» **Stored data**:
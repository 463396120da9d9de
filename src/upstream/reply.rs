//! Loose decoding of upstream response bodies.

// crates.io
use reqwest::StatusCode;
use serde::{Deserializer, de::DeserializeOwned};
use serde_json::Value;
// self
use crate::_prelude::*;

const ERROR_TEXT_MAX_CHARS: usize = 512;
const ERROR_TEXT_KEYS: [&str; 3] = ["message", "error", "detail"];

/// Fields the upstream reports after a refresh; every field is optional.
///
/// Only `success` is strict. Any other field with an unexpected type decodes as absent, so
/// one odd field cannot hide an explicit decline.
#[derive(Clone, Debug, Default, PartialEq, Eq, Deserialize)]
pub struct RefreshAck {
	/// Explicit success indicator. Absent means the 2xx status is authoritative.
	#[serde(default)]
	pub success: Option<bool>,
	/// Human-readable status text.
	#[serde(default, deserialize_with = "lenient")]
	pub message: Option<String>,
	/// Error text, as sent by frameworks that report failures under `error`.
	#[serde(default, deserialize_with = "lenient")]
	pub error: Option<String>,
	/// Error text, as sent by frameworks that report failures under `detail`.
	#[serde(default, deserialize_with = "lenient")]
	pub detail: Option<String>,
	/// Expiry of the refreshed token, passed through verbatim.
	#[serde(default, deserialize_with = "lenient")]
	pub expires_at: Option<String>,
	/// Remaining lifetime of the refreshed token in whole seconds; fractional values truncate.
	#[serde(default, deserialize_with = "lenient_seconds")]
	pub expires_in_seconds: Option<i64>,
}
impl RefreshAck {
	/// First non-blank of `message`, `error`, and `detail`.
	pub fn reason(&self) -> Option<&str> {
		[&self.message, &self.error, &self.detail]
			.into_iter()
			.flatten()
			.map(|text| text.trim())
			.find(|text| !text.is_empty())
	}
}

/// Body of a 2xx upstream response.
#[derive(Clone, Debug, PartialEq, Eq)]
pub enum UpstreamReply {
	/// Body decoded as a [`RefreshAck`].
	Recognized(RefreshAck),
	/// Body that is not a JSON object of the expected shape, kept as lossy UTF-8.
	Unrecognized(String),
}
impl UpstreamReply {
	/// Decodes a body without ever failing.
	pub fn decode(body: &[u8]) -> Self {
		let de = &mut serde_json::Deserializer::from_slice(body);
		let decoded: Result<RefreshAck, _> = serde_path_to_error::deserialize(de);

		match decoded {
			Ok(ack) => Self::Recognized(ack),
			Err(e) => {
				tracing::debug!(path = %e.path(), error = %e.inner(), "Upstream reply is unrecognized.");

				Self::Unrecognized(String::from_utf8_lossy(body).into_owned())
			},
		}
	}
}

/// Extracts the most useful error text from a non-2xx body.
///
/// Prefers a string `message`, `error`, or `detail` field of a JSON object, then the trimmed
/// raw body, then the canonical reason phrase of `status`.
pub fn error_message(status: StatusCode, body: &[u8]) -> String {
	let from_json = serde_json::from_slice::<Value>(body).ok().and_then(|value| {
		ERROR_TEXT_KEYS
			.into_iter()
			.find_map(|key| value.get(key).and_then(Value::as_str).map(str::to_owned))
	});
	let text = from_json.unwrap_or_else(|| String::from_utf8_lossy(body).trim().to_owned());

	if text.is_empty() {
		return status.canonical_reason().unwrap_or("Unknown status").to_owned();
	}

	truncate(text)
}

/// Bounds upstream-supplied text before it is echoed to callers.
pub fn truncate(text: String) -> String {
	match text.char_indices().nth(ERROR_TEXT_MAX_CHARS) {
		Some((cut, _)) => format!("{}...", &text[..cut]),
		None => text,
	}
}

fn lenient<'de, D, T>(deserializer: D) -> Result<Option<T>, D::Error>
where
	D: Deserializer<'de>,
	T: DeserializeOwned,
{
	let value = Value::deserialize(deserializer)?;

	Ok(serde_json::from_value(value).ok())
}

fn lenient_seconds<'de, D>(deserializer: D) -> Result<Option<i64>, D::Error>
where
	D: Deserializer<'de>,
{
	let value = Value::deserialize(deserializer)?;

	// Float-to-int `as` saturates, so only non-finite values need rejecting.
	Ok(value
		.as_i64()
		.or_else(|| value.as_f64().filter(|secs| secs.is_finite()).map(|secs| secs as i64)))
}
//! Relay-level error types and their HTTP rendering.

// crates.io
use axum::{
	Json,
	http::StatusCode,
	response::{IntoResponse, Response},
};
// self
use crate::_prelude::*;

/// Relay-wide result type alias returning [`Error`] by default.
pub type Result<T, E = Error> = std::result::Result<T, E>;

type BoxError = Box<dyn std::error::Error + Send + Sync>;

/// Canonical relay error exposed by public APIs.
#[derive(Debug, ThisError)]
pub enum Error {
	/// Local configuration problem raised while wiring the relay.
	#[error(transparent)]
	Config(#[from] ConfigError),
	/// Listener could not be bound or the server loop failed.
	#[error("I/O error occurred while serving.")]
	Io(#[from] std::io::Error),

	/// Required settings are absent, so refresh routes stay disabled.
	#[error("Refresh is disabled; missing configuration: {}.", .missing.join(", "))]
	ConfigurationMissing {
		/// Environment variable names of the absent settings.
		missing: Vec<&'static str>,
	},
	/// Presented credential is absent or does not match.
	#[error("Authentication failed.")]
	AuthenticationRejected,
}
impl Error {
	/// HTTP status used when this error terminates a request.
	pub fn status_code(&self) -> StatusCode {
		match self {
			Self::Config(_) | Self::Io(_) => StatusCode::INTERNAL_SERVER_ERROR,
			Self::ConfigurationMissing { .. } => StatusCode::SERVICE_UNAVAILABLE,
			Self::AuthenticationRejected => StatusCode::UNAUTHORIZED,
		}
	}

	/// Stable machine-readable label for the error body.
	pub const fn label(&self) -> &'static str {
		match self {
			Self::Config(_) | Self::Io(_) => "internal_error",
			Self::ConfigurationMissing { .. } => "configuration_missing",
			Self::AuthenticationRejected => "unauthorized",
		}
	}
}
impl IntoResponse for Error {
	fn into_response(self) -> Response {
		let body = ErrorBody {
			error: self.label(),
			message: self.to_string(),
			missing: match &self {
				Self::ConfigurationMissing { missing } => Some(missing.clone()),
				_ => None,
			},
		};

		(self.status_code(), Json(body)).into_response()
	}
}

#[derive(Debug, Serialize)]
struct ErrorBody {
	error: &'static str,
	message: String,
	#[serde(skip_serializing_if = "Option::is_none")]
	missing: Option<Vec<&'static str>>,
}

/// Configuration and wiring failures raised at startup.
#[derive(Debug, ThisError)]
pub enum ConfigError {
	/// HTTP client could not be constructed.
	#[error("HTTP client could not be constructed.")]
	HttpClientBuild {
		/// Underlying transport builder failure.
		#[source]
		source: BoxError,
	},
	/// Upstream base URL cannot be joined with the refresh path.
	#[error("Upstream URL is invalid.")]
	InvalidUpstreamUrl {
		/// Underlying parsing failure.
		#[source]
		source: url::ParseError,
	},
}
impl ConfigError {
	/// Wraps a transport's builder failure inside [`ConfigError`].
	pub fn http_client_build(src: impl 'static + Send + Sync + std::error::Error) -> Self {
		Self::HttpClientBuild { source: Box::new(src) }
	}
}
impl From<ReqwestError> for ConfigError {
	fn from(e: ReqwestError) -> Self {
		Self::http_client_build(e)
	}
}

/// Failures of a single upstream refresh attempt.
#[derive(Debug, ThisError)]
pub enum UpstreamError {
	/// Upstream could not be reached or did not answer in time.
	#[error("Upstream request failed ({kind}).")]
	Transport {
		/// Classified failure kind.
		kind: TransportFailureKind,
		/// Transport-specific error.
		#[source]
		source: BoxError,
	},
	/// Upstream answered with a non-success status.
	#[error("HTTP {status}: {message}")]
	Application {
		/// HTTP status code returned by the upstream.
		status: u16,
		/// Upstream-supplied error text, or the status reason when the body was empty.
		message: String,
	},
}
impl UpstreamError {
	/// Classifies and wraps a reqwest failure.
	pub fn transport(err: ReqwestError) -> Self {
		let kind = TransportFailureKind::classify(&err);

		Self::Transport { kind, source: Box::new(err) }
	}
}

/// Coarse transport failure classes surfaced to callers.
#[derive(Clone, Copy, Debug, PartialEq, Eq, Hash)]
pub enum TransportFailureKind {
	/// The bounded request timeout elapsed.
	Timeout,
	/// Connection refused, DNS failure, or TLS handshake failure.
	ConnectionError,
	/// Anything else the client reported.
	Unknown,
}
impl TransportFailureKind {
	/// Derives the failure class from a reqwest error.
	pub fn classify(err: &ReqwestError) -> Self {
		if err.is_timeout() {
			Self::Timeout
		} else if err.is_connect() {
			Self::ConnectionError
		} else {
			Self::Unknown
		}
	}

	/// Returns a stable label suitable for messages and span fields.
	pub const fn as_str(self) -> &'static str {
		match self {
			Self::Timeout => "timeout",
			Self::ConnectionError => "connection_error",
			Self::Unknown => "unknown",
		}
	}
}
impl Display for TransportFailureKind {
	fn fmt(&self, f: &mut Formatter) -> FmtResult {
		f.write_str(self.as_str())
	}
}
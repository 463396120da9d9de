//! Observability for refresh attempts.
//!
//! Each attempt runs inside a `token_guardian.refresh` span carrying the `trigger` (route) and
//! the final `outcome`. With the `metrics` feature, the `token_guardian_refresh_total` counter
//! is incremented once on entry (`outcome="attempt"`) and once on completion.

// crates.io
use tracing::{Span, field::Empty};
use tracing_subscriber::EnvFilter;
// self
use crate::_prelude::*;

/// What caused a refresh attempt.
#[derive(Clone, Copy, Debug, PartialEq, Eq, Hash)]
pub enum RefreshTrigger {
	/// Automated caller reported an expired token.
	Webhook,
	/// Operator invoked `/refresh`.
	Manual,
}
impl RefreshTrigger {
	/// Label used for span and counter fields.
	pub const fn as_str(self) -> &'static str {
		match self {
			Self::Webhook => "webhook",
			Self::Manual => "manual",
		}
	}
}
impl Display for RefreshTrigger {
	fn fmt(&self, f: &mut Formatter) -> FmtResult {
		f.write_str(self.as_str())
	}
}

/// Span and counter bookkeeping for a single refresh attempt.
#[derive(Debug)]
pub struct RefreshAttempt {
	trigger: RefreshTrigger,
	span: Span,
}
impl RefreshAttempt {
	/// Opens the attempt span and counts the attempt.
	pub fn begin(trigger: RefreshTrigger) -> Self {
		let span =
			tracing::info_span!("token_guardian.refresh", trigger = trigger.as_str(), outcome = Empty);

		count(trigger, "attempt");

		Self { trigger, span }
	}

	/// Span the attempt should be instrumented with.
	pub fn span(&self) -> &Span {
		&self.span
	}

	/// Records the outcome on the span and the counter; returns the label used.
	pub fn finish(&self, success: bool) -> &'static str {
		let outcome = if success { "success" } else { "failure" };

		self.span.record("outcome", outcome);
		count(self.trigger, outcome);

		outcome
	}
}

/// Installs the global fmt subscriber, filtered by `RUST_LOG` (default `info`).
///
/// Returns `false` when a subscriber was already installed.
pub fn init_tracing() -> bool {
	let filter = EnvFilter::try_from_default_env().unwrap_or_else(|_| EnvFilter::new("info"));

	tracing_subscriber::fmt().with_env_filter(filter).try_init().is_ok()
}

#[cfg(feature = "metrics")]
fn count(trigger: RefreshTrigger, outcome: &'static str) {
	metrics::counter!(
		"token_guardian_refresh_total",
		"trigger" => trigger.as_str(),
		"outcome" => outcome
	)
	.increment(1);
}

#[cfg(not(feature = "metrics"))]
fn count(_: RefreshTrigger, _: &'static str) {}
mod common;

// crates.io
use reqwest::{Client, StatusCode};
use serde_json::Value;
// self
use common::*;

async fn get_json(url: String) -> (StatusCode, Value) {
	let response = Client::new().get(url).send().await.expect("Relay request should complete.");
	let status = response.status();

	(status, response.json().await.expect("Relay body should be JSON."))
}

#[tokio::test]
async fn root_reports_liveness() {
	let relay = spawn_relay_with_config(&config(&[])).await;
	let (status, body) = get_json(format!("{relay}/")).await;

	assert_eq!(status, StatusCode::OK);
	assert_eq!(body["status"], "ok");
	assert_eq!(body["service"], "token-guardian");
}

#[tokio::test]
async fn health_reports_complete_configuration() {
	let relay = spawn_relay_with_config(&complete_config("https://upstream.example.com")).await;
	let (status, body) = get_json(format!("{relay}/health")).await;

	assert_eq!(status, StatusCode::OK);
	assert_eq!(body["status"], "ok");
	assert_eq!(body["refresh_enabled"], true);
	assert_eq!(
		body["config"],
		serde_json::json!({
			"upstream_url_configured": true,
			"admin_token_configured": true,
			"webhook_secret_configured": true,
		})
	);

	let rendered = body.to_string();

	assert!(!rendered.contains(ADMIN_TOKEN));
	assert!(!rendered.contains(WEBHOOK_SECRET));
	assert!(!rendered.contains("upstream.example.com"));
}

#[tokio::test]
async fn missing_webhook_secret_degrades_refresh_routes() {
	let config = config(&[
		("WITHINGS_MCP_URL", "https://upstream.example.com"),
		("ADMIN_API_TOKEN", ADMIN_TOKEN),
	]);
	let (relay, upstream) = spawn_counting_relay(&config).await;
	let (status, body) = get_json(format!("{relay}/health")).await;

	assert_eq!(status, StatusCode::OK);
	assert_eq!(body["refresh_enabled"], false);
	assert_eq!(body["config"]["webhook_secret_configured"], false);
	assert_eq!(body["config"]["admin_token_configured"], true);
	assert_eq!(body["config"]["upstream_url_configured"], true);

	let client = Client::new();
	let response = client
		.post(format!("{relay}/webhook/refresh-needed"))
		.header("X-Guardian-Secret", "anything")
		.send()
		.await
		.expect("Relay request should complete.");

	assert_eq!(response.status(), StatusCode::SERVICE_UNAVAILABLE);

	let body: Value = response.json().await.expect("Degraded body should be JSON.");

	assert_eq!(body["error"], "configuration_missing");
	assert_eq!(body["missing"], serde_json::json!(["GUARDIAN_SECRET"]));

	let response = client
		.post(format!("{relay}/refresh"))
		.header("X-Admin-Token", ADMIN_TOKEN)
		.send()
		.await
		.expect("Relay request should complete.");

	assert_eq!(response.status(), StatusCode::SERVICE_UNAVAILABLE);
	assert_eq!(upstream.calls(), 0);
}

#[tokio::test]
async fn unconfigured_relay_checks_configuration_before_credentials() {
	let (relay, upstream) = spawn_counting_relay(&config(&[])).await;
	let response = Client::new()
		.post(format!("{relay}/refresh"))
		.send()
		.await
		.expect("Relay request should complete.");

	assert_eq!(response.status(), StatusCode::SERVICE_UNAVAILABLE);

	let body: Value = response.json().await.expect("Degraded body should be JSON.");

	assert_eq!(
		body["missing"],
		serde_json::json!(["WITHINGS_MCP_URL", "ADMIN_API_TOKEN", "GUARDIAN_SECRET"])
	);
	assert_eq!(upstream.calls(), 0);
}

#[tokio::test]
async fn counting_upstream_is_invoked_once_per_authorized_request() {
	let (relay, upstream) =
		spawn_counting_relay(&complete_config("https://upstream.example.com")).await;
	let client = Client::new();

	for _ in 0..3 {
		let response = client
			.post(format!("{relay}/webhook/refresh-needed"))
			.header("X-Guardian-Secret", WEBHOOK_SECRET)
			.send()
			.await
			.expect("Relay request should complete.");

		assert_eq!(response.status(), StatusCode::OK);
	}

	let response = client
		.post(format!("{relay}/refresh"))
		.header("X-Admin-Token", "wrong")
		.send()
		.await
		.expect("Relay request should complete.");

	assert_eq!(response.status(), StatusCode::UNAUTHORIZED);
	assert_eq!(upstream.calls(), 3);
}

» **What is being asked**: Repeat exactly the lines that run from the opening of the listing through the line holding "const ERROR_TEXT_KEYS: [&str;". Leave out everything else.

» **Response to this task**:
repository 463396120da9d9de
filename src/upstream/reply.rs
//! Loose decoding of upstream response bodies.

// crates.io
use reqwest::StatusCode;
use serde::{Deserializer, de::DeserializeOwned};
use serde_json::Value;
// self
use crate::_prelude::*;

const ERROR_TEXT_MAX_CHARS: usize = 512;
const ERROR_TEXT_KEYS: [&str; 3] = ["message", "error", "detail"];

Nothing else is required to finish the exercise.